4.7
January 16, 2020

The Feminine Trauma that arises from our Mother Wounds.

One way we outsource our power is by projecting our unhappiness onto the world around us.

This is fed by our cultural climate that feeds us the idea that if we concretize our beliefs enough, we will be happy when our life looks the way we want to feel inside.

We think that if we have the right kind of life, the right partner, the perfect community, if we follow our true purpose and do all the things right, this will give us happiness. Yet, there are people who have many of these things and still struggle and feel they need to hide it.

There are still many who do not feel at peace within themselves or like they’re standing on solid ground when it comes to feeling happy with themselves. We do not receive a strong education about how to do this in this modern world where many things seem to be falling apart.

Our first mirror of self is through maternal eyes. We learn how to feel, be, and do through the eyes, emotions, and energy that serve as a feedback loop to our nervous system. This is what we internalize over time, what becomes a deeply embedded relational blueprint for our lives in our nervous system. A blueprint not only for how we relate with life, but with ourselves.

If we do not feel happy, have anxiety or grief, feel shame or other unwelcome emotions, that mirror and energy loop we internalized as the Inner Mother function turns on, and we go into that very same relational cycle within ourselves.

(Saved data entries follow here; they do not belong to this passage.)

//! Error types used by the broker and the demo configuration.
//!
//! Two enums cover the failure taxonomy:
//!
//! - [`BrokerError`] — transport faults. These are fatal for the current run:
//!   callers propagate them with `?` up to the top level, where a single
//!   diagnostic line is printed and the process exits with failure status.
//! - [`ConfigError`] — command-line argument problems. Reported with a usage
//!   message; never retried.
//!
//! Both provide `as_label` for stable snake_case identifiers in logs.

use thiserror::Error;

/// Errors produced by the loopback broker.
#[non_exhaustive]
#[derive(Error, Debug)]
pub enum BrokerError {
    /// A topic was requested under a payload type different from the one it
    /// was created with. Topics are typed at first use; both endpoints of a
    /// topic must agree on the payload.
    #[error("topic {topic:?} already exists with a different payload type")]
    TopicTypeMismatch {
        /// Name of the conflicting topic.
        topic: String,
    },
}

impl BrokerError {
    /// Returns a short stable label (snake_case) for use in logs.
    pub fn as_label(&self) -> &'static str {
        match self {
            BrokerError::TopicTypeMismatch { .. } => "broker_topic_type_mismatch",
        }
    }
}

/// Errors produced while parsing command-line arguments.
#[non_exhaustive]
#[derive(Error, Debug, PartialEq, Eq)]
pub enum ConfigError {
    /// An argument that is not a recognized flag.
    #[error("unknown argument {arg:?}")]
    UnknownArgument {
        /// The offending argument as given.
        arg: String,
    },

    /// A flag that requires a value was given without one.
    #[error("{flag} requires a value")]
    MissingValue {
        /// The flag missing its value.
        flag: String,
    },

    /// A flag value that could not be parsed.
    #[error("invalid value {value:?} for {flag}")]
    InvalidValue {
        /// The flag whose value was rejected.
        flag: String,
        /// The rejected value as given.
        value: String,
    },
}

impl ConfigError {
    /// Returns a short stable label (snake_case) for use in logs.
    pub fn as_label(&self) -> &'static str {
        match self {
            ConfigError::UnknownArgument { .. } => "config_unknown_argument",
            ConfigError::MissingValue { .. } => "config_missing_value",
            ConfigError::InvalidValue { .. } => "config_invalid_value",
        }
    }
}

Whatever we learned about those exact feeling states, we treat them exactly like that—our unconscious attitude toward the body wisdom and life force energy that is the feminine communicating to us through our embodied experience gets thwarted, shoved down, repressed, ignored, turned in on itself.

We can unconsciously seek mother through alcohol, self-help, coaches, mentors, relationships, food, and so on, because the mother function of our culture teaches us to do this. This is all outsourcing our power and our self-love to things outside of us that will ultimately fail us while punishing ourselves for how we feel internally.

This society we live in propels this forward with the outward-focused addiction mentality of social media and the endless ways we can numb out or consume to fill that hungry ghost within.

We learn to be Athena to the Medusa within us.

We fear to look at her because we are taught we will turn to stone. This is the problem with this myth. Athena cursed Medusa for being raped by Poseidon in her temple. Rather than punishing a god, she, Athena, the daughter of the patriarch without a mother, curses the embodied feminine and puts her in a cave. Athena herself lacks a mother function and moves through the patriarchal world as she does.

Medusa is cursed. Anyone who looks on this traumatized feminine energy will be turned to stone. Perseus, on a hero’s journey, with the help of Athena, cuts off Medusa’s head, which is then used as a protective weapon. And only when her head is cut off do the two characters of Pegasus and Chrysasor appear.

The symbols of the wisdom of the body, transcendence, wisdom, and clarity that come from healing trauma.

However, we do not heal trauma by trying to cut off its head. This is a notion from Western psychology that most notably pathologizes the trauma of the embodied feminine. I mean, the hair of Medusa is snakes—the very symbol of life force energy herself.

It is not something to use as a weapon against our souls.

It is not something we must fear within ourselves.

This is the myth of the death mother who seeks to cut the head off the embodied feminine that keeps us chasing our own tails with smiles painted on our faces.

If we approach both the archetypes of Athena and Medusa, we have a deeper understanding of how this mythology plays out in our culture and, most personally, in our individual psyches where we simply do not know how to be with the Medusas of our wounds, pain, or unhappiness that we relegate to a cave in our psyche.

The archetype of the Great Mother is split within us, and, rather than accessing her divine qualities to heal this rift within us, we try to manipulate these energies for desires, to make money or manifest things in our lives.

Not that this isn’t also a useful way to co-create with the divine, but ultimately the greatest manifestation of this great divine energy is through inner peace, freedom, and happiness.

Healing this internal mother function helps us to be good with ourselves, regardless of what is going on around us. To feel empowered to look at the part of us that has been deeply unhappy, wield the power of a loving parent to ourselves, and do what it takes to create an internal ecosystem of happiness.

To heal, we must feel what we have been taught to be afraid of. All it takes is some skill and some remembrance that love is what we are made of.